What sparks Montag's transition from follower to hero figure in Bradbury's Fahrenheit 451?
Several things spark Montag's transition in Fahrenheit 451, by Ray Bradbury, that eventually change him from follower to hero. Clarisse McClellan's ideas first make Montag start to think.
Montag is a fireman who dutifully burns down houses of people who possess books—which is against the law in the futuristic novel. Initially, he is quite happy with his job:
It was a pleasure to burn.
It was a special pleasure to see things eaten, to see things blackened and changed.
Ironically, Montag likes to see the changes burning brings, but nothing in his life changes and he is perfectly satisfied with it until Clarisse begins to ask him questions. They are not difficult queries. For example, she asks him:
Do you ever read any of the books you burn?
He laughs and responds without thinking:
That's against the law!
Clarisse points things out that he hasn't thought about in years: the morning grass.
"There's dew on the grass in the morning."
He suddenly couldn't remember if had known this or not...
Because Montag never questions anything that society does or expects of him, he is quite surprised by Clarisse and not only her questions, but also her forthright manner of speaking. On another occasion, Clarisse describes how everyone drives—so fast that things along the road are nothing but blurs of color—the flowers, cows, etc. Only the billboards showing government-approved messages are visible. The government doesn't want people noticing things because it doesn't want people asking questions. And that is why books are banned and entertainment controlled—to prevent original thought.
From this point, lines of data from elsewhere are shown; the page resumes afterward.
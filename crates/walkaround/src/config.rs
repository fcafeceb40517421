//! Configuration management for walkaround.
//!
//! This module provides configuration loading and validation using figment,
//! supporting TOML config files, environment variables, and defaults.

use std::path::PathBuf;

use figment::{
    providers::{Env, Format, Serialized, Toml},
    Figment,
};
use serde::{Deserialize, Serialize};

use crate::error::{Error, Result};

/// Default configuration file name.
const CONFIG_FILE_NAME: &str = "config.toml";

/// Default data directory name.
const DATA_DIR_NAME: &str = "walkaround";

/// Default database file name.
const DATABASE_FILE_NAME: &str = "records.db";

/// Well-known key the record collection is stored under.
pub const DEFAULT_RECORDS_KEY: &str = "savedRecords";

/// Application configuration.
///
/// Configuration is loaded from (in order of precedence, highest first):
/// 1. Environment variables (prefixed with `WALKAROUND_`, sections separated by `__`)
/// 2. TOML config file at `~/.config/walkaround/config.toml`
/// 3. Default values
#[derive(Debug, Clone, Default, PartialEq, Serialize, Deserialize)]
#[serde(default)]
pub struct Config {
    /// Storage configuration.
    pub storage: StorageConfig,
    /// Record codec behaviour.
    pub persistence: PersistenceConfig,
    /// PDF report configuration.
    pub report: ReportConfig,
}

/// Storage-related configuration.
#[derive(Debug, Clone, PartialEq, Serialize, Deserialize)]
#[serde(default)]
pub struct StorageConfig {
    /// Path to the database file.
    /// Defaults to `~/.local/share/walkaround/records.db`
    pub database_path: Option<PathBuf>,
    /// Key the whole record collection is stored under.
    pub records_key: String,
}

/// How codec failures in the persisted collection are handled.
#[derive(Debug, Clone, Default, PartialEq, Eq, Serialize, Deserialize)]
#[serde(default)]
pub struct PersistenceConfig {
    /// Surface decode/encode failures as errors.
    ///
    /// When false, an undecodable collection loads as empty and an
    /// unencodable one is not written; both are only logged.
    pub strict: bool,
}

/// PDF report configuration.
#[derive(Debug, Clone, PartialEq, Serialize, Deserialize)]
#[serde(default)]
pub struct ReportConfig {
    /// Author written into the PDF document info.
    pub author: String,
    /// Directory exported reports are written to.
    /// Defaults to the system temporary directory.
    pub export_dir: Option<PathBuf>,
}

impl Default for StorageConfig {
    fn default() -> Self {
        Self {
            database_path: None, // Will be resolved to default at runtime
            records_key: DEFAULT_RECORDS_KEY.to_string(),
        }
    }
}

impl Default for ReportConfig {
    fn default() -> Self {
        Self {
            author: "WalkAround Checks".to_string(),
            export_dir: None,
        }
    }
}

impl Config {
    /// Load configuration from all sources.
    ///
    /// # Errors
    ///
    /// Returns an error if configuration loading or parsing fails.
    pub fn load() -> Result<Self> {
        Self::load_from(None)
    }

    /// Load configuration with an optional custom config path.
    ///
    /// # Errors
    ///
    /// Returns an error if configuration loading or parsing fails.
    pub fn load_from(config_path: Option<PathBuf>) -> Result<Self> {
        let config_file = config_path.unwrap_or_else(Self::default_config_path);

        let figment = Figment::new()
            .merge(Serialized::defaults(Config::default()))
            .merge(Toml::file(&config_file))
            .merge(Env::prefixed("WALKAROUND_").split("__"));

        let config: Config = figment.extract()?;
        config.validate()?;
        Ok(config)
    }

    /// Get the default configuration file path.
    #[must_use]
    pub fn default_config_path() -> PathBuf {
        dirs::config_dir()
            .unwrap_or_else(|| PathBuf::from(".config"))
            .join(DATA_DIR_NAME)
            .join(CONFIG_FILE_NAME)
    }

    /// Get the default data directory path.
    #[must_use]
    pub fn default_data_dir() -> PathBuf {
        dirs::data_local_dir()
            .unwrap_or_else(|| PathBuf::from(".local/share"))
            .join(DATA_DIR_NAME)
    }

    /// Validate the configuration.
    ///
    /// # Errors
    ///
    /// Returns an error if any configuration values are invalid.
    pub fn validate(&self) -> Result<()> {
        if self.storage.records_key.trim().is_empty() {
            return Err(Error::ConfigValidation {
                message: "storage.records_key must not be empty".to_string(),
            });
        }

        if self.report.author.trim().is_empty() {
            return Err(Error::ConfigValidation {
                message: "report.author must not be empty".to_string(),
            });
        }

        if let Some(dir) = &self.report.export_dir {
            if dir.is_file() {
                return Err(Error::ConfigValidation {
                    message: format!("report.export_dir {} is a file", dir.display()),
                });
            }
        }

        Ok(())
    }

    /// Get the database path, resolving defaults if not set.
    #[must_use]
    pub fn database_path(&self) -> PathBuf {
        self.storage
            .database_path
            .clone()
            .unwrap_or_else(|| Self::default_data_dir().join(DATABASE_FILE_NAME))
    }

    /// Get the export directory, resolving defaults if not set.
    #[must_use]
    pub fn export_dir(&self) -> PathBuf {
        self.report
            .export_dir
            .clone()
            .unwrap_or_else(std::env::temp_dir)
    }
}

#[cfg(test)]
mod tests {
    use super::*;

    #[test]
    fn test_default_config() {
        let config = Config::default();

        assert!(config.storage.database_path.is_none());
        assert_eq!(config.storage.records_key, "savedRecords");
        assert!(!config.persistence.strict);
        assert_eq!(config.report.author, "WalkAround Checks");
        assert!(config.report.export_dir.is_none());
    }

    #[test]
    fn test_validate_valid_config() {
        assert!(Config::default().validate().is_ok());
    }

    #[test]
    fn test_validate_empty_records_key() {
        let mut config = Config::default();
        config.storage.records_key = "  ".to_string();

        let err = config.validate().unwrap_err().to_string();
        assert!(err.contains("records_key"));
    }

    #[test]
    fn test_validate_empty_author() {
        let mut config = Config::default();
        config.report.author = String::new();

        let err = config.validate().unwrap_err().to_string();
        assert!(err.contains("report.author"));
    }

    #[test]
    fn test_validate_export_dir_is_file() {
        let file = tempfile::NamedTempFile::new().unwrap();
        let mut config = Config::default();
        config.report.export_dir = Some(file.path().to_path_buf());

        let err = config.validate().unwrap_err().to_string();
        assert!(err.contains("export_dir"));
    }

    #[test]
    fn test_database_path_default() {
        let path = Config::default().database_path();
        assert!(path.to_string_lossy().contains("records.db"));
        assert!(path.to_string_lossy().contains("walkaround"));
    }

    #[test]
    fn test_database_path_custom() {
        let mut config = Config::default();
        config.storage.database_path = Some(PathBuf::from("/custom/path/db.sqlite"));

        assert_eq!(
            config.database_path(),
            PathBuf::from("/custom/path/db.sqlite")
        );
    }

    #[test]
    fn test_export_dir_defaults_to_temp() {
        assert_eq!(Config::default().export_dir(), std::env::temp_dir());
    }

    #[test]
    fn test_default_config_path() {
        let path = Config::default_config_path();
        assert!(path.to_string_lossy().contains("walkaround"));
        assert!(path.to_string_lossy().contains("config.toml"));
    }

    #[test]
    fn test_load_nonexistent_config() {
        let config = Config::load_from(Some(PathBuf::from("/nonexistent/config.toml"))).unwrap();
        assert_eq!(config, Config::default());
    }

    #[test]
    fn test_load_from_toml_file() {
        let dir = tempfile::tempdir().unwrap();
        let path = dir.path().join("config.toml");
        std::fs::write(
            &path,
            r#"
[storage]
records_key = "fleetRecords"

[persistence]
strict = true

[report]
author = "Depot 7"
"#,
        )
        .unwrap();

        let config = Config::load_from(Some(path)).unwrap();
        assert_eq!(config.storage.records_key, "fleetRecords");
        assert!(config.persistence.strict);
        assert_eq!(config.report.author, "Depot 7");
    }

    #[test]
    fn test_load_rejects_invalid_file() {
        let dir = tempfile::tempdir().unwrap();
        let path = dir.path().join("config.toml");
        std::fs::write(&path, "[storage]\nrecords_key = \"\"\n").unwrap();

        assert!(Config::load_from(Some(path)).is_err());
    }

    #[test]
    fn test_storage_config_deserialize() {
        let json = r#"{"records_key": "other"}"#;
        let storage: StorageConfig = serde_json::from_str(json).unwrap();
        assert_eq!(storage.records_key, "other");
        assert!(storage.database_path.is_none());
    }

    #[test]
    fn test_config_serialize() {
        let json = serde_json::to_string(&Config::default()).unwrap();
        assert!(json.contains("records_key"));
        assert!(json.contains("strict"));
        assert!(json.contains("author"));
    }
}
When Clarisse asks Montag if he is happy, his first response is an unthinking "yes." However, he realizes upon returning to his home—built to manipulate and dull the senses, that he isn't happy in the least. If Montag is deadened to the world, his wife is worse: Mildred is so numb, that she overdoses on pills one evening and is totally unaware the next day that Montag had to have her stomach pumped to save her life. These things cause Montag to think and to doubt.
Perhaps the most devastating and life-altering experience Montag faces is the house at 11 North Elm that they are called to burn.
Always before it had been like snuffing a candle. The police went first...so when you arrived you found an empty house...
This time, the house is not empty.
...tonight, someone had slipped.
Before, Montag recalled...
You weren't hurting anyone, you were hurting things!
In this case, the owner is there as the men throw out her books and douse them with kerosene to burn. She tells them they cannot have her books, and she touches them with great reverence. She refuses to leave the house. When Montag's boss, Beatty, begins to count down, she tells him not to bother, and she opens her hand—which holds "an ordinary kitchen match." Telling Montag to go, she ignites the match, destroying not only her books, but also herself. She refused to live without her books.
This changes Montag irrevocably. He follows no more, but begins to hoard books himself. At the end, he is on the firetruck thinking:
How can I go at this new assignment, how can I go on burning things? I can't go in this place.
When he realizes they have come to burn his house, Montag responds to Beatty's taunts by killing him—because he cannot live as he has in the past. He escapes and joins others like him, defying society and becoming a heroic figure.